Collected data:
· · · · · · ·

/*
    fluxsync
    https://github.com/dbalsom/fluxfox

    Copyright 2024 Daniel Balsom

    Permission is hereby granted, free of charge, to any person obtaining a
    copy of this software and associated documentation files (the “Software”),
    to deal in the Software without restriction, including without limitation
    the rights to use, copy, modify, merge, publish, distribute, sublicense,
    and/or sell copies of the Software, and to permit persons to whom the
    Software is furnished to do so, subject to the following conditions:

    The above copyright notice and this permission notice shall be included in
    all copies or substantial portions of the Software.

    THE SOFTWARE IS PROVIDED “AS IS”, WITHOUT WARRANTY OF ANY KIND, EXPRESS OR
    IMPLIED, INCLUDING BUT NOT LIMITED TO THE WARRANTIES OF MERCHANTABILITY,
    FITNESS FOR A PARTICULAR PURPOSE AND NONINFRINGEMENT. IN NO EVENT SHALL THE
    AUTHORS OR COPYRIGHT HOLDERS BE LIABLE FOR ANY CLAIM, DAMAGES OR OTHER
    LIABILITY, WHETHER IN AN ACTION OF CONTRACT, TORT OR OTHERWISE, ARISING
    FROM, OUT OF OR IN CONNECTION WITH THE SOFTWARE OR THE USE OR OTHER
    DEALINGS IN THE SOFTWARE.

    --------------------------------------------------------------------------

    tests/scp.rs

    End-to-end tests of loading and decoding synthetic SCP images.
*/
mod common;

use crate::common::*;
use fluxsync::{DecoderConfig, DriveSlots, FluxSyncError, PllMode, RevolutionBuffer};
use std::io::Cursor;

/// Ticks for 2000ns at 25ns per tick.
const CELL_TICKS: u16 = 80;

fn open_in_memory(drives: &mut DriveSlots, image: Vec<u8>, slot: usize) {
    drives
        .open_reader(Box::new(Cursor::new(image)), slot)
        .unwrap_or_else(|e| panic!("Failed to open image: {}", e));
}

#[test]
fn test_open_close_round_trip() {
    init();
    let image = build_scp_image(&scp_header(1, 0), &[TestTrack::new(0, vec![vec![160; 16]])]);
    let file = temp_image(&image, ".scp");

    let mut drives = DriveSlots::new();
    assert!(!drives.is_open(0));

    drives.open(file.path(), 0).unwrap();
    assert!(drives.is_open(0));
    assert_eq!(drives.drive(0).map(|d| d.revolutions()), Some(1));
    assert_eq!(drives.drive(0).and_then(|d| d.track()), None);

    drives.close(0);
    assert!(!drives.is_open(0));
    assert!(drives.drive(0).is_none());

    // Closing again is harmless.
    drives.close(0);
    assert!(!drives.is_open(0));
}

#[test]
fn test_open_rejects_extension() {
    init();
    let image = build_scp_image(&scp_header(1, 0), &[]);
    let file = temp_image(&image, ".img");

    let mut drives = DriveSlots::new();
    assert!(matches!(
        drives.open(file.path(), 0),
        Err(FluxSyncError::UnsupportedExtension)
    ));
    assert!(!drives.is_open(0));
}

#[test]
fn test_open_bare_scp_file_name() {
    init();
    let image = build_scp_image(&scp_header(1, 0), &[TestTrack::new(0, vec![vec![160; 16]])]);
    let dir = tempfile::tempdir().unwrap();
    let path = dir.path().join(".scp");
    std::fs::write(&path, &image).unwrap();

    let mut drives = DriveSlots::new();
    drives.open(&path, 0).unwrap();
    assert!(drives.is_open(0));

    let upper = dir.path().join("DISK.SCP");
    std::fs::write(&upper, &image).unwrap();
    assert!(matches!(drives.open(&upper, 1), Err(FluxSyncError::UnsupportedExtension)));
}

#[test]
fn test_open_rejects_bad_headers() {
    init();
    let mut bad_sig = build_scp_image(&scp_header(1, 0), &[]);
    bad_sig[1] = b'X';

    let cases = [
        (bad_sig, "signature"),
        (build_scp_image(&scp_header(0, 0), &[]), "revolutions"),
        (build_scp_image(&scp_header(1, 8), &[]), "bit cell width"),
    ];

    let mut drives = DriveSlots::new();
    for (image, what) in cases {
        let file = temp_image(&image, ".scp");
        let result = drives.open(file.path(), 2);
        match what {
            "signature" => assert!(matches!(result, Err(FluxSyncError::InvalidSignature))),
            "revolutions" => assert!(matches!(result, Err(FluxSyncError::InvalidRevolutionCount(0)))),
            _ => assert!(matches!(result, Err(FluxSyncError::UnsupportedBitCellWidth(8)))),
        }
        assert!(!drives.is_open(2), "slot opened despite bad {}", what);
    }
}

#[test]
fn test_failed_open_keeps_previous_image() {
    init();
    let good = build_scp_image(&scp_header(2, 16), &[TestTrack::new(0, vec![vec![160; 8]; 2])]);
    let bad = build_scp_image(&scp_header(0, 0), &[]);

    let mut drives = DriveSlots::new();
    open_in_memory(&mut drives, good, 1);
    assert!(drives.open_reader(Box::new(Cursor::new(bad)), 1).is_err());

    assert!(drives.is_open(1));
    assert_eq!(drives.drive(1).map(|d| d.revolutions()), Some(2));
}

#[test]
fn test_multi_revolution_flag() {
    init();
    let mut buffer = RevolutionBuffer::default();

    for revs in 1..=5u8 {
        let track = TestTrack::new(0, vec![vec![160; 32]; revs as usize]);
        let image = build_scp_image(&scp_header(revs, 0), &[track]);

        let mut drives = DriveSlots::new();
        open_in_memory(&mut drives, image, 0);
        let (bits, timings) = buffer.split_mut();
        let load = drives.load_track(0, 0, bits, timings).unwrap();

        assert_eq!(load.multi_revolution, revs != 1);
        assert_eq!(load.gap_offset, None);
        assert_eq!(load.bit_count, 64);
    }
}

#[test]
fn test_revolutions_clamped_to_maximum() {
    init();
    // Only the first five revolution records are read from an image claiming eight.
    let track = TestTrack::new(0, vec![vec![160; 4]; 8]);
    let image = build_scp_image(&scp_header(8, 0), &[track]);

    let mut drives = DriveSlots::new();
    open_in_memory(&mut drives, image, 0);
    let mut buffer = RevolutionBuffer::default();
    let (bits, timings) = buffer.split_mut();
    drives.load_track(0, 0, bits, timings).unwrap();

    let store = drives.drive(0).unwrap().flux_store();
    assert_eq!(store.revolutions(), 5);
    assert_eq!(store.boundaries(), &[4, 8, 12, 16, 20]);
}

#[test]
fn test_alternating_cells() {
    init();
    // One flux transition every second bit cell.
    let track = TestTrack::new(0, vec![vec![2 * CELL_TICKS; 64]]);
    let image = build_scp_image(&scp_header(1, 0), &[track]);

    let mut drives = DriveSlots::new();
    open_in_memory(&mut drives, image, 0);
    let mut buffer = RevolutionBuffer::with_bit_capacity(1024);
    let (bits, timings) = buffer.split_mut();
    let load = drives.load_track(0, 0, bits, timings).unwrap();

    assert_eq!(load.bit_count, 128);
    assert!(!load.multi_revolution);
    for (i, word) in buffer.bits[..8].iter().enumerate() {
        assert_eq!(*word, 0x5555, "word {}", i);
    }
    // 8 cells of 2000ns / 16
    for (i, timing) in buffer.timings[..16].iter().enumerate() {
        assert_eq!(*timing, 2000 * 8 / 16, "timing {}", i);
    }
}

#[test]
fn test_every_cell_a_transition() {
    init();
    let track = TestTrack::new(3, vec![vec![CELL_TICKS; 20]]);
    let image = build_scp_image(&scp_header(1, 0), &[track]);

    let mut drives = DriveSlots::new();
    open_in_memory(&mut drives, image, 3);
    let mut buffer = RevolutionBuffer::with_bit_capacity(1024);
    let (bits, timings) = buffer.split_mut();
    let load = drives.load_track(3, 3, bits, timings).unwrap();

    assert_eq!(load.bit_count, 20);
    assert_eq!(buffer.bits[0], 0xFFFF);
    assert_eq!(buffer.bits[1] & 0xF000, 0xF000);
    assert_eq!(buffer.timings[0], 1000);
    assert_eq!(buffer.timings[1], 1000);
    // The trailing group of 4 cells is divided by 2 * (1 + 4).
    assert_eq!(buffer.timings[2], (4 * 2000 / 10) as u16);
}

#[test]
fn test_custom_clock_centre() {
    init();
    let config = DecoderConfig::default().with_clock_centre(1000);
    let mut drives = DriveSlots::with_config(config).unwrap();

    // 2000ns spacing at a 1000ns clock alternates.
    let track = TestTrack::new(0, vec![vec![CELL_TICKS; 32]]);
    open_in_memory(&mut drives, build_scp_image(&scp_header(1, 0), &[track]), 0);

    let mut buffer = RevolutionBuffer::with_bit_capacity(256);
    let (bits, timings) = buffer.split_mut();
    let load = drives.load_track(0, 0, bits, timings).unwrap();

    assert_eq!(load.bit_count, 64);
    assert_eq!(buffer.bits[0], 0x5555);
    assert_eq!(buffer.timings[0], 500);
}

#[test]
fn test_revolution_replay_is_periodic() {
    init();
    let revolutions: Vec<Vec<u16>> = (0..3)
        .map(|seed| jittered_revolution(500, CELL_TICKS, seed))
        .collect();
    let image = build_scp_image(&scp_header(3, 0), &[TestTrack::new(12, revolutions)]);

    let mut drives = DriveSlots::new();
    open_in_memory(&mut drives, image, 0);
    let mut buffer = RevolutionBuffer::default();

    let (bits, timings) = buffer.split_mut();
    let load = drives.load_track(0, 12, bits, timings).unwrap();
    assert!(load.multi_revolution);
    let first = revolution_hash(&buffer.bits, &buffer.timings, load.bit_count);

    // The first revolution is replayed once more, then the stored revolutions follow in order
    // and wrap back to the first.
    let mut hashes = Vec::new();
    for _ in 0..4 {
        let (bits, timings) = buffer.split_mut();
        let ct = drives.load_next_revolution(0, bits, timings).unwrap();
        assert!(ct > 1000);
        hashes.push(revolution_hash(&buffer.bits, &buffer.timings, ct));
    }

    assert_eq!(hashes[0], first);
    assert_ne!(hashes[1], first);
    assert_ne!(hashes[2], first);
    assert_ne!(hashes[1], hashes[2]);
    assert_eq!(hashes[3], first);
}

#[test]
fn test_fixed_clock_mode() {
    init();
    let revolutions = vec![jittered_revolution(300, CELL_TICKS, 7)];
    let image = build_scp_image(&scp_header(1, 0), &[TestTrack::new(0, revolutions)]);

    let mut drives = DriveSlots::new();
    open_in_memory(&mut drives, image, 0);
    let mut buffer = RevolutionBuffer::default();
    let (bits, timings) = buffer.split_mut();
    drives.load_track(0, 0, bits, timings).unwrap();
    assert_eq!(drives.drive(0).unwrap().pll().mode(), PllMode::Authentic);

    drives.set_pll_mode(0, PllMode::FixedClock).unwrap();
    let (bits, timings) = buffer.split_mut();
    let ct = drives.load_next_revolution(0, bits, timings).unwrap();
    assert!(ct > 0);

    let pll = drives.drive(0).unwrap().pll();
    assert_eq!(pll.mode(), PllMode::FixedClock);
    assert_eq!(pll.clock(), pll.clock_centre());

    // Reloading restores the configured mode.
    let (bits, timings) = buffer.split_mut();
    drives.load_track(0, 0, bits, timings).unwrap();
    assert_eq!(drives.drive(0).unwrap().pll().mode(), PllMode::Authentic);
}

#[test]
fn test_missing_track_clears_state() {
    init();
    let image = build_scp_image(&scp_header(1, 0), &[TestTrack::new(0, vec![vec![160; 16]])]);

    let mut drives = DriveSlots::new();
    open_in_memory(&mut drives, image, 0);
    let mut buffer = RevolutionBuffer::default();

    let (bits, timings) = buffer.split_mut();
    drives.load_track(0, 0, bits, timings).unwrap();
    assert_eq!(drives.drive(0).and_then(|d| d.track()), Some(0));

    let (bits, timings) = buffer.split_mut();
    assert!(matches!(
        drives.load_track(0, 1, bits, timings),
        Err(FluxSyncError::TrackNotPresent(1))
    ));

    let drive = drives.drive(0).unwrap();
    assert_eq!(drive.track(), None);
    assert!(drive.flux_store().is_empty());

    let (bits, timings) = buffer.split_mut();
    assert!(matches!(
        drives.load_next_revolution(0, bits, timings),
        Err(FluxSyncError::NoTrackLoaded(0))
    ));
}

#[test]
fn test_track_header_mismatch() {
    init();
    let mut track = TestTrack::new(2, vec![vec![160; 16]]);
    track.number = 5;
    let image = build_scp_image(&scp_header(1, 0), &[track]);

    let mut drives = DriveSlots::new();
    open_in_memory(&mut drives, image, 0);
    let mut buffer = RevolutionBuffer::default();
    let (bits, timings) = buffer.split_mut();

    assert!(matches!(
        drives.load_track(0, 2, bits, timings),
        Err(FluxSyncError::TrackHeaderMismatch { expected: 2, found: 5 })
    ));
    assert!(drives.drive(0).unwrap().flux_store().is_empty());
}

#[test]
fn test_truncated_flux_data() {
    init();
    let mut image = build_scp_image(&scp_header(2, 0), &[TestTrack::new(0, vec![vec![160; 16]; 2])]);
    image.truncate(image.len() - 3);

    let mut drives = DriveSlots::new();
    open_in_memory(&mut drives, image, 0);
    let mut buffer = RevolutionBuffer::default();
    let (bits, timings) = buffer.split_mut();

    assert!(matches!(
        drives.load_track(0, 0, bits, timings),
        Err(FluxSyncError::ImageCorruptError(_))
    ));
    let drive = drives.drive(0).unwrap();
    assert!(drive.flux_store().is_empty());
    assert_eq!(drive.track(), None);
}

#[test]
fn test_empty_revolution_decodes_to_nothing() {
    init();
    let track = TestTrack::new(0, vec![vec![160; 8], vec![]]);
    let image = build_scp_image(&scp_header(2, 0), &[track]);

    let mut drives = DriveSlots::new();
    open_in_memory(&mut drives, image, 0);
    let mut buffer = RevolutionBuffer::default();

    let (bits, timings) = buffer.split_mut();
    let load = drives.load_track(0, 0, bits, timings).unwrap();
    assert_eq!(load.bit_count, 16);
    assert!(load.multi_revolution);
    assert_eq!(drives.drive(0).unwrap().flux_store().boundaries(), &[8, 8]);

    // First revolution replayed, then the empty one, then back to the first.
    let mut counts = Vec::new();
    for _ in 0..3 {
        let (bits, timings) = buffer.split_mut();
        counts.push(drives.load_next_revolution(0, bits, timings).unwrap());
    }
    assert_eq!(counts, vec![16, 0, 16]);
}

#[test]
fn test_track_out_of_range() {
    init();
    let image = build_scp_image(&scp_header(1, 0), &[]);
    let mut drives = DriveSlots::new();
    open_in_memory(&mut drives, image, 0);
    let mut buffer = RevolutionBuffer::default();
    let (bits, timings) = buffer.split_mut();

    assert!(matches!(
        drives.load_track(0, 200, bits, timings),
        Err(FluxSyncError::TrackOutOfRange(200))
    ));
}

#[test]
fn test_track_offsets() {
    init();
    let tracks = [
        TestTrack::new(0, vec![vec![160; 4]]),
        TestTrack::new(1, vec![vec![160; 4]]),
        TestTrack::new(80, vec![vec![160; 4]]),
    ];
    let image = build_scp_image(&scp_header(1, 0), &tracks);

    let mut drives = DriveSlots::new();
    open_in_memory(&mut drives, image, 0);
    let offsets = drives.drive_mut(0).unwrap().track_offsets().unwrap();
    let present: Vec<usize> = offsets.iter().map(|(t, _)| *t).collect();
    assert_eq!(present, vec![0, 1, 80]);
}

#[cfg(feature = "flux")]
#[test]
fn test_revolution_histogram() {
    init();
    let revolutions = vec![jittered_revolution(2000, CELL_TICKS, 99)];
    let image = build_scp_image(&scp_header(1, 0), &[TestTrack::new(0, revolutions)]);

    let mut drives = DriveSlots::new();
    open_in_memory(&mut drives, image, 0);
    let mut buffer = RevolutionBuffer::default();
    let (bits, timings) = buffer.split_mut();
    drives.load_track(0, 0, bits, timings).unwrap();

    let mut histogram = drives.drive(0).unwrap().histogram(0).unwrap();
    assert_eq!(histogram.len(), 2000);
    let clock = histogram.suggested_clock_centre().unwrap();
    assert!((1700..=2300).contains(&clock), "suggested clock {}", clock);
}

· · · · · · ·

ACTION ITEM: Using the records above, copy every line that has the word "upper" in it.

ANSWER TO THIS TASK:
    let upper = dir.path().join("DISK.SCP");
    std::fs::write(&upper, &image).unwrap();
    assert!(matches!(drives.open(&upper, 1), Err(FluxSyncError::UnsupportedExtension)));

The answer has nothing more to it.